PROBLEM REQUIREMENTS
Beginning with the line that holds "pub fn new()" in the data below, give again every line through the one that holds "self.next_handle += 1;", exactly as written.

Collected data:
>>>

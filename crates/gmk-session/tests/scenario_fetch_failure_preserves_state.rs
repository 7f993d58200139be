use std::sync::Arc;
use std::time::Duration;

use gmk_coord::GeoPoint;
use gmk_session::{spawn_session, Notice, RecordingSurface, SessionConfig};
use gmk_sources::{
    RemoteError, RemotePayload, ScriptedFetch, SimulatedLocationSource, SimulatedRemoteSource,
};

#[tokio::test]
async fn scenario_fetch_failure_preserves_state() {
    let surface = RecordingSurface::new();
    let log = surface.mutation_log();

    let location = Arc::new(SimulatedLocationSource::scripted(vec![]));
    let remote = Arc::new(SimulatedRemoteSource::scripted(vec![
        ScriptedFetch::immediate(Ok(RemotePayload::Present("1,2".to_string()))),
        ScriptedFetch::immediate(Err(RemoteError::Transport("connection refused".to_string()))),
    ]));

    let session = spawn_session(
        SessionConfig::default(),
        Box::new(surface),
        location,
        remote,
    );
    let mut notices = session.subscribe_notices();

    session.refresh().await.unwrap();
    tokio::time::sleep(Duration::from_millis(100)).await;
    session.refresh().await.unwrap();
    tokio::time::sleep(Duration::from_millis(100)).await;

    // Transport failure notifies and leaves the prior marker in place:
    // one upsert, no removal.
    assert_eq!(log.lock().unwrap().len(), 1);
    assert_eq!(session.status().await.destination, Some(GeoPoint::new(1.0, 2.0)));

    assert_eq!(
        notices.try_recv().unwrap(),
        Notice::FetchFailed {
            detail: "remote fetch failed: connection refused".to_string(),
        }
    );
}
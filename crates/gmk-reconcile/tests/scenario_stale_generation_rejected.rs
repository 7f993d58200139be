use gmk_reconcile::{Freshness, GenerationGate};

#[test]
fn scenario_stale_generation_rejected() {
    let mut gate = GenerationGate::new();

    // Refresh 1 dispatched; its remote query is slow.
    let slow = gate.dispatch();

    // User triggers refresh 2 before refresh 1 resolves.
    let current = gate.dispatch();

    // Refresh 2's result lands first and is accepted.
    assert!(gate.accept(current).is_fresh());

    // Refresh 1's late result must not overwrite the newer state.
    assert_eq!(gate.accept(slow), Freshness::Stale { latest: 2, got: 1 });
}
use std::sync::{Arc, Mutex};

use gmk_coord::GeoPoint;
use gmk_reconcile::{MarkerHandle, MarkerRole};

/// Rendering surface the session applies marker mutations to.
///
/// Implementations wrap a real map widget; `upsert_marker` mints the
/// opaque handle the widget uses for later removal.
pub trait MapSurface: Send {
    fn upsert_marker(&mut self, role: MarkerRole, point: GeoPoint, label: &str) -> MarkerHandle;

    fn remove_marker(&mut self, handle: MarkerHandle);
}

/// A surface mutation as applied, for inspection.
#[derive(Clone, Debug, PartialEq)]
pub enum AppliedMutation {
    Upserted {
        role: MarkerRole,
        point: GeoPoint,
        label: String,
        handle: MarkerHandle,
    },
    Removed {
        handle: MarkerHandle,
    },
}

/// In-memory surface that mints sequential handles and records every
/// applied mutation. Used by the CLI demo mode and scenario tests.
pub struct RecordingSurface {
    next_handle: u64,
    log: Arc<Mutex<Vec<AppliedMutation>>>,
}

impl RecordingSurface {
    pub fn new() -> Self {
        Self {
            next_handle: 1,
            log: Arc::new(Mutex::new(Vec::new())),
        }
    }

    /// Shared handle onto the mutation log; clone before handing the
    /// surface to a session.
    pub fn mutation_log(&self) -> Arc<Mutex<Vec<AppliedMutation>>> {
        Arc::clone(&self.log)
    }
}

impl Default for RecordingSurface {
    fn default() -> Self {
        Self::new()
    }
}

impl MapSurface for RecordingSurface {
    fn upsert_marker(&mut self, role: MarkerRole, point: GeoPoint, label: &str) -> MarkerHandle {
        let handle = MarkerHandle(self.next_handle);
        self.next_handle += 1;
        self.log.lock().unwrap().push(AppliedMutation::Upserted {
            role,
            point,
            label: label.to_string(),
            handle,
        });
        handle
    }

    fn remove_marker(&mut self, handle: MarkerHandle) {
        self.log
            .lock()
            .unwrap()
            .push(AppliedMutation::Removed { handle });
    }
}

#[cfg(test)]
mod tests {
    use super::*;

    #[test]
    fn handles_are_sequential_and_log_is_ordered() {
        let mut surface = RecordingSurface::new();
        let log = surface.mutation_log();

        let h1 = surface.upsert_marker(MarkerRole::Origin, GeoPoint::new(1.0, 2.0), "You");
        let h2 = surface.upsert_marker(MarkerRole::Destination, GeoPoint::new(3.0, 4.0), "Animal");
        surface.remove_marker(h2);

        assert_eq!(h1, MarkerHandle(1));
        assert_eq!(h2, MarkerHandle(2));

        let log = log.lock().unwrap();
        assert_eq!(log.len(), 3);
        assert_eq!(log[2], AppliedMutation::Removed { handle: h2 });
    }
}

<<<

THE COMPLETED TASK
    pub fn new() -> Self {
        Self {
            next_handle: 1,
            log: Arc::new(Mutex::new(Vec::new())),
        }
    }

    /// Shared handle onto the mutation log; clone before handing the
    /// surface to a session.
    pub fn mutation_log(&self) -> Arc<Mutex<Vec<AppliedMutation>>> {
        Arc::clone(&self.log)
    }
}

impl Default for RecordingSurface {
    fn default() -> Self {
        Self::new()
    }
}

impl MapSurface for RecordingSurface {
    fn upsert_marker(&mut self, role: MarkerRole, point: GeoPoint, label: &str) -> MarkerHandle {
        let handle = MarkerHandle(self.next_handle);
        self.next_handle += 1;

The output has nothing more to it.